我如何正确解析由空格分隔的文本文件 [英] how can i correctly parse a text file delimited by white space

查看:228
本文介绍了我如何正确解析由空格分隔的文本文件的处理方法,对大家解决问题具有一定的参考价值,需要的朋友们下面随着小编来一起学习吧!

问题描述

下面是我的示例文本文件

Below is my sample text file

{

{

这是我的架构文件

[Sample File.txt]
ColNameHeader=True
Format=TabDelimited
CharacterSet=ANSI

这是我到目前为止为尝试读取上述示例文件而编写的代码,应该将从上面的文本文件读取的数据行返回以显示在dataGridView控件中.问题是,它作为单列返回,但是我想使用那些空白作为列定界符.我尝试了不同的字符分隔符,但没有成功.

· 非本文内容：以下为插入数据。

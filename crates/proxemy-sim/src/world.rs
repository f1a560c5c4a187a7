//! The world: entity registry, collision dispatch and object lifecycle.
//!
//! Objects live in a hecs world. The `active` list keeps insertion order for
//! updates and collision pairs. Destroyed objects of poolable kinds stay
//! spawned in a per-kind dead pool and are handed out again by `create`, so
//! bullets keep their entity id across lives.

use std::collections::{HashMap, HashSet};
use std::f64::consts::{FRAC_PI_2, TAU};

use glam::{DQuat, DVec3};
use hecs::Entity;
use rand::SeedableRng;
use rand_chacha::ChaCha8Rng;
use tracing::{debug, info, trace};

use proxemy_ai::profiles::VesselProfile;
use proxemy_ai::vessel::VesselBrain;
use proxemy_collision::CollisionBody;
use proxemy_core::cannon::BulletLaunch;
use proxemy_core::components::{Collider, Projectile, Renderable, ShipControls};
use proxemy_core::config::{GameConfig, ModuleConfig};
use proxemy_core::constants::*;
use proxemy_core::enums::{CollisionGroup, EntityKind};
use proxemy_core::events::{EffectRequest, GameEvent};
use proxemy_core::interfaces::{ModelCatalog, ModelId, RenderContext, RenderHandle};
use proxemy_core::life::Damageable;
use proxemy_core::spatial::Spatial;
use proxemy_core::types::{cartesian_to_spherical, from_gl};
use proxemy_core::Result;

use crate::detector::{object_id, Viewpoint};
use crate::objects::{ship_pattern, Boss, Gatling, Module, Outbox, Part, Ship, Vessel};
use crate::systems;

/// What to create, with its construction arguments.
#[derive(Debug, Clone, PartialEq)]
pub enum Spawn {
    Ship,
    Vessel { position: DVec3 },
    Boss,
    Module { boss: Entity, config: ModuleConfig },
    Gatling { module: Entity, position: DVec3 },
    ShipBullet(BulletLaunch),
    GatlingBullet(BulletLaunch),
}

impl Spawn {
    pub fn kind(&self) -> EntityKind {
        match self {
            Spawn::Ship => EntityKind::Ship,
            Spawn::Vessel { .. } => EntityKind::Vessel,
            Spawn::Boss => EntityKind::Boss,
            Spawn::Module { .. } => EntityKind::Module,
            Spawn::Gatling { .. } => EntityKind::Gatling,
            Spawn::ShipBullet(_) => EntityKind::ShipBullet,
            Spawn::GatlingBullet(_) => EntityKind::GatlingBullet,
        }
    }
}

/// Collision data of one object, captured at the start of the collision pass.
#[derive(Debug, Clone)]
pub(crate) struct Candidate {
    pub entity: Entity,
    pub kind: EntityKind,
    pub body: CollisionBody,
    pub collider: Collider,
    pub position: DVec3,
    /// Damage dealt on contact.
    pub power: f64,
}

pub struct World {
    pub(crate) ecs: hecs::World,
    pub(crate) active: Vec<Entity>,
    active_set: HashSet<Entity>,
    dead_pools: HashMap<EntityKind, Vec<Entity>>,
    pub(crate) events: Vec<GameEvent>,
    render: Box<dyn RenderContext + Send>,
    catalog: ModelCatalog,
    pub(crate) config: GameConfig,
    pub(crate) rng: ChaCha8Rng,
    pub(crate) viewpoint: Viewpoint,
    // Scratch buffers reused across ticks.
    candidates: Vec<Candidate>,
    update_order: Vec<Entity>,
    pub(crate) launches: Vec<BulletLaunch>,
    pub(crate) neighbours: Vec<DVec3>,
}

And here is the code i have so far writen to try and read the above sample file, the data rows read from the text file above is supposed to be returned for display in a dataGridView control. The problem is, its being returned as single column, yet i want to use those white spaces as the column delimiters. I have tried different character delimiters with out success.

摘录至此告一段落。